Next is the definition of a memory instance. The `data` field is a pointer to
`size` bytes of linear memory. The `size` field of `wasm_rt_memory_t` is the
current size of the memory instance in bytes, whereas `pages` is the current
size in pages (65536 bytes.) `max_pages` is the maximum number of pages as
specified by the module, or `0xffffffff` if there is no limit.

```c
typedef struct {
  uint8_t* data;
  uint32_t pages, max_pages;
  uint32_t size;
} wasm_rt_memory_t;
```

Next is the definition of a table instance. The `data` field is a pointer to
`size` elements. Like a memory instance, `size` is the current size of a table,
and `max_size` is the maximum size of the table, or `0xffffffff` if there is no
limit.

```c
typedef struct {
  wasm_rt_elem_t* data;
  uint32_t max_size;
  uint32_t size;
} wasm_rt_table_t;
```

## Symbols that must be defined by the embedder

Next in `wasm-rt.h` are a collection of function declarations that must be implemented by
the embedder (i.e. you) before this C source can be used.
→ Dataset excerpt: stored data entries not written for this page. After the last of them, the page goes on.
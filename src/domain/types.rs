//! Shared domain types.
//!
//! These types are intentionally kept lightweight and serializable so they can be:
//!
//! - used in-memory during calibration
//! - exported to JSON/CSV
//! - reloaded later for plotting or comparisons

use std::path::PathBuf;

use clap::ValueEnum;
use nalgebra::{Matrix2, Vector2};
use serde::{Deserialize, Serialize};

/// Number of calibrated parameters (`g`, `h0`).
pub const PARAM_COUNT: usize = 2;

/// A single measured height.
#[derive(Debug, Clone, Copy, PartialEq, Serialize, Deserialize)]
pub struct Observation {
    /// Row index as given in the input file (or the row position when absent).
    pub index: usize,
    /// Seconds since release.
    pub time: f64,
    /// Measured height in metres.
    pub height: f64,
}

/// The calibration unknowns θ = (g, h0).
#[derive(Debug, Clone, Copy, PartialEq, Serialize, Deserialize)]
pub struct Theta {
    /// Gravitational acceleration (m/s²).
    pub g: f64,
    /// Initial drop height (m).
    pub h0: f64,
}

impl Theta {
    pub fn new(g: f64, h0: f64) -> Self {
        Self { g, h0 }
    }

    pub fn to_vector(self) -> Vector2<f64> {
        Vector2::new(self.g, self.h0)
    }

    pub fn from_vector(v: &Vector2<f64>) -> Self {
        Self { g: v[0], h0: v[1] }
    }

    pub fn get(self, param: Param) -> f64 {
        match param {
            Param::G => self.g,
            Param::H0 => self.h0,
        }
    }

    pub fn with(mut self, param: Param, value: f64) -> Self {
        match param {
            Param::G => self.g = value,
            Param::H0 => self.h0 = value,
        }
        self
    }

    pub fn is_finite(self) -> bool {
        self.g.is_finite() && self.h0.is_finite()
    }
}

/// Parameter selector.
#[derive(Debug, Clone, Copy, PartialEq, Eq, Hash, Serialize, Deserialize, ValueEnum)]
#[serde(rename_all = "lowercase")]
pub enum Param {
    G,
    H0,
}

impl Param {
    pub const ALL: [Param; PARAM_COUNT] = [Param::G, Param::H0];

    /// Position in the parameter vector.
    pub fn index(self) -> usize {
        match self {
            Param::G => 0,
            Param::H0 => 1,
        }
    }

    pub fn label(self) -> &'static str {
        match self {
            Param::G => "g",
            Param::H0 => "h0",
        }
    }

    pub fn unit(self) -> &'static str {
        match self {
            Param::G => "m/s²",
            Param::H0 => "m",
        }
    }
}

/// Calibration algorithm.
#[derive(Debug, Clone, Copy, PartialEq, Eq, Serialize, Deserialize, ValueEnum)]
pub enum CalibrationMethod {
    /// Levenberg–Marquardt on the raw sum of squared residuals.
    #[value(name = "nlls")]
    #[serde(rename = "nlls")]
    NonLinearLeastSquares,
    /// One least-squares step on the model linearized at the initial guess.
    #[value(name = "lls")]
    #[serde(rename = "lls")]
    LinearLeastSquares,
    /// Closed-form Gaussian update of the model linearized at the prior mean.
    #[value(name = "gaussian-linear")]
    #[serde(rename = "gaussian-linear")]
    GaussianLinear,
    /// Prior-penalized Levenberg–Marquardt (MAP of the non-linear model).
    #[value(name = "gaussian-nonlinear")]
    #[serde(rename = "gaussian-nonlinear")]
    GaussianNonLinear,
}

impl CalibrationMethod {
    pub const ALL: [CalibrationMethod; 4] = [
        CalibrationMethod::NonLinearLeastSquares,
        CalibrationMethod::LinearLeastSquares,
        CalibrationMethod::GaussianLinear,
        CalibrationMethod::GaussianNonLinear,
    ];

    /// Human-readable label for terminal output.
    pub fn display_name(self) -> &'static str {
        match self {
            CalibrationMethod::NonLinearLeastSquares => "Non-linear least squares",
            CalibrationMethod::LinearLeastSquares => "Linear least squares",
            CalibrationMethod::GaussianLinear => "Gaussian linear",
            CalibrationMethod::GaussianNonLinear => "Gaussian non-linear",
        }
    }

    /// Short name used on the command line and in exported files.
    pub fn key(self) -> &'static str {
        match self {
            CalibrationMethod::NonLinearLeastSquares => "nlls",
            CalibrationMethod::LinearLeastSquares => "lls",
            CalibrationMethod::GaussianLinear => "gaussian-linear",
            CalibrationMethod::GaussianNonLinear => "gaussian-nonlinear",
        }
    }

    /// Whether the method combines the data with a Gaussian prior.
    pub fn uses_prior(self) -> bool {
        matches!(
            self,
            CalibrationMethod::GaussianLinear | CalibrationMethod::GaussianNonLinear
        )
    }

    pub fn next(self) -> Self {
        match self {
            CalibrationMethod::NonLinearLeastSquares => CalibrationMethod::LinearLeastSquares,
            CalibrationMethod::LinearLeastSquares => CalibrationMethod::GaussianLinear,
            CalibrationMethod::GaussianLinear => CalibrationMethod::GaussianNonLinear,
            CalibrationMethod::GaussianNonLinear => CalibrationMethod::NonLinearLeastSquares,
        }
    }

    pub fn prev(self) -> Self {
        match self {
            CalibrationMethod::NonLinearLeastSquares => CalibrationMethod::GaussianNonLinear,
            CalibrationMethod::LinearLeastSquares => CalibrationMethod::NonLinearLeastSquares,
            CalibrationMethod::GaussianLinear => CalibrationMethod::LinearLeastSquares,
            CalibrationMethod::GaussianNonLinear => CalibrationMethod::GaussianLinear,
        }
    }
}

/// Bivariate normal distribution over θ.
///
/// Used both for the Gaussian prior and for every posterior produced by the
/// calibration methods. Statistics (intervals, densities) live in
/// `calib::posterior`.
#[derive(Debug, Clone, Copy, PartialEq, Serialize, Deserialize)]
pub struct ParameterDistribution {
    pub mean: Theta,
    /// Row-major 2×2 covariance, ordered `(g, h0)`.
    pub covariance: [[f64; 2]; 2],
}

impl ParameterDistribution {
    pub fn new(mean: Theta, covariance: Matrix2<f64>) -> Self {
        Self {
            mean,
            covariance: [
                [covariance[(0, 0)], covariance[(0, 1)]],
                [covariance[(1, 0)], covariance[(1, 1)]],
            ],
        }
    }

    pub fn covariance_matrix(&self) -> Matrix2<f64> {
        Matrix2::new(
            self.covariance[0][0],
            self.covariance[0][1],
            self.covariance[1][0],
            self.covariance[1][1],
        )
    }
}

/// Bilateral interval for one parameter.
#[derive(Debug, Clone, Copy, PartialEq, Serialize, Deserialize)]
pub struct ConfidenceInterval {
    pub param: Param,
    /// Probability content, e.g. `0.95`.
    pub level: f64,
    pub estimate: f64,
    pub lower: f64,
    pub upper: f64,
}

impl ConfidenceInterval {
    pub fn contains(&self, value: f64) -> bool {
        self.lower <= value && value <= self.upper
    }

    pub fn width(&self) -> f64 {
        self.upper - self.lower
    }
}

/// Fit quality diagnostics at the calibrated parameters.
#[derive(Debug, Clone, Copy, PartialEq, Serialize, Deserialize)]
pub struct FitQuality {
    /// Sum of squared residuals.
    pub sse: f64,
    pub rmse: f64,
    /// Residual standard deviation `sqrt(SSE / (n - 2))`.
    pub sigma_hat: f64,
    pub n: usize,
}

/// Bootstrap replicates used to estimate the posterior covariance.
#[derive(Debug, Clone, PartialEq, Serialize, Deserialize)]
pub struct BootstrapSummary {
    pub requested: usize,
    /// Parameter estimates of the replicates that converged to finite values.
    pub samples: Vec<Theta>,
}

/// Everything a single calibration produces.
#[derive(Debug, Clone, PartialEq, Serialize, Deserialize)]
pub struct CalibrationResult {
    pub method: CalibrationMethod,
    /// Starting point (NLLS/LLS) or prior mean (Gaussian methods).
    pub initial: Theta,
    /// Point estimate (MAP).
    pub map: Theta,
    pub posterior: ParameterDistribution,
    /// Present for the Gaussian methods.
    pub prior: Option<ParameterDistribution>,
    pub quality: FitQuality,
    pub iterations: usize,
    pub converged: bool,
    pub bootstrap: Option<BootstrapSummary>,
}

/// A per-observation fitted value.
#[derive(Debug, Clone, Copy, PartialEq)]
pub struct ObservationResidual {
    pub observation: Observation,
    pub h_fit: f64,
    /// Observed minus predicted.
    pub residual: f64,
}

/// A full run's configuration as understood by the pipeline.
///
/// This is derived from CLI flags (plus defaults).
#[derive(Debug, Clone)]
pub struct CalibrationConfig {
    pub data_path: PathBuf,
    pub method: CalibrationMethod,

    /// Initial guess; also the prior mean for the Gaussian methods.
    pub initial: Theta,
    /// Prior standard deviations for `g` and `h0`.
    pub prior_sigma: Theta,
    /// Prior correlation between `g` and `h0`.
    pub prior_correlation: f64,
    /// Observation error standard deviation (m).
    pub obs_sigma: f64,

    /// Probability level of the reported intervals.
    pub level: f64,

    pub max_iter: usize,
    pub tolerance: f64,
    /// Extra starting points for the least-squares solver (0 disables).
    pub multistart: usize,
    /// Bootstrap replicates for the NLLS posterior (0 uses the linearization).
    pub bootstrap: usize,
    pub seed: u64,

    /// Resolution of the density grids.
    pub grid_steps: usize,
    pub top_n: usize,

    pub plot: bool,
    pub plot_width: usize,
    pub plot_height: usize,

    pub export_residuals: Option<PathBuf>,
    pub export_json: Option<PathBuf>,
    pub debug_bundle: bool,
}

impl Default for CalibrationConfig {
    fn default() -> Self {
        Self {
            data_path: PathBuf::from(DEFAULT_DATA_PATH),
            method: CalibrationMethod::NonLinearLeastSquares,
            initial: Theta::new(9.8, 46.0),
            prior_sigma: Theta::new(1.0, 5.0),
            prior_correlation: 0.0,
            obs_sigma: 0.5,
            level: 0.95,
            max_iter: 200,
            tolerance: 1e-10,
            multistart: 0,
            bootstrap: 0,
            seed: 42,
            grid_steps: 41,
            top_n: 5,
            plot: true,
            plot_width: 72,
            plot_height: 20,
            export_residuals: None,
            export_json: None,
            debug_bundle: false,
        }
    }
}

/// Fallback data file when neither `--data` nor `BALLDROP_DATA` is given.
pub const DEFAULT_DATA_PATH: &str = "data/ball_drops.csv";

/// A saved calibration (JSON).
#[derive(Debug, Clone, Serialize, Deserialize)]
pub struct CalibrationFile {
    pub tool: String,
    pub generated_at: String,
    pub data_path: String,
    pub level: f64,
    pub result: CalibrationResult,
    pub intervals: Vec<ConfidenceInterval>,
    pub grid: CurveGrid,
}

/// Calibrated model sampled on a time grid.
#[derive(Debug, Clone, Serialize, Deserialize)]
pub struct CurveGrid {
    pub time: Vec<f64>,
    pub height: Vec<f64>,
}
A C implementation of these functions is defined in
[`wasm-rt-impl.h`](wasm-rt-impl.h) and [`wasm-rt-impl.c`](wasm-rt-impl.c).

```c
void wasm_rt_init(void);
bool wasm_rt_is_initialized(void);
void wasm_rt_free(void);
void wasm_rt_trap(wasm_rt_trap_t) __attribute__((noreturn));
const char* wasm_rt_strerror(wasm_rt_trap_t trap);
uint32_t wasm_rt_register_func_type(uint32_t params, uint32_t results, ...);
void wasm_rt_allocate_memory(wasm_rt_memory_t*, uint32_t initial_pages, uint32_t max_pages);
uint32_t wasm_rt_grow_memory(wasm_rt_memory_t*, uint32_t pages);
void wasm_rt_free_memory(wasm_rt_memory_t*);
void wasm_rt_allocate_funcref_table(wasm_rt_table_t*, uint32_t elements, uint32_t max_elements);
void wasm_rt_allocate_externref_table(wasm_rt_externref_table_t*, uint32_t elements, uint32_t max_elements);
void wasm_rt_free_funcref_table(wasm_rt_table_t*);
void wasm_rt_free_externref_table(wasm_rt_table_t*);
uint32_t wasm_rt_call_stack_depth; /* on platforms that don't use the signal handler to detect exhaustion */
```

`wasm_rt_init` must be called by the embedder before anything else, to
initialize the runtime. `wasm_rt_free` frees any global
state. `wasm_rt_is_initialized` can be used to confirm that the
runtime has been initialized.

`wasm_rt_trap` is a function that is called when the module traps. Some possible
implementations are to throw a C++ exception, or to just abort the program
execution. The default runtime included in wasm2c unwinds the stack using
`longjmp`. You can overide this call to `longjmp` from the embeder by defining a
custom trap handler with the signature `void
wasm2c_custom_trap_handler(wasm_rt_trap_t code)` and compiling the runtime with
the with macro definition `#define WASM_RT_MEMCHECK_SIGNAL_HANDLER
wasm2c_custom_trap_handler`. It is recommended that you add this macro
definition via a compiler flag
(`-DWASM_RT_MEMCHECK_SIGNAL_HANDLER=wasm2c_custom_trap_handler` on clang/gcc).

`wasm_rt_register_func_type` is a function that registers a function type. It
is a variadic function where the first two arguments give the number of
parameters and results, and the following arguments are the types. For example,
the function `func (param i32 f32) (result f64)` would register the function
type as
`wasm_rt_register_func_type(2, 1, WASM_RT_I32, WASM_RT_F32, WASM_RT_F64)`.

`wasm_rt_allocate_memory` initializes a memory instance, and allocates at least
enough space for the given number of initial pages. The memory must be cleared
to zero.

`wasm_rt_grow_memory` must grow the given memory instance by the given number
of pages. If there isn't enough memory to do so, or the new page count would be
greater than the maximum page count, the function must fail by returning
`0xffffffff`. If the function succeeds, it must return the previous size of the
memory instance, in pages.

`wasm_rt_free_memory` frees the memory instance.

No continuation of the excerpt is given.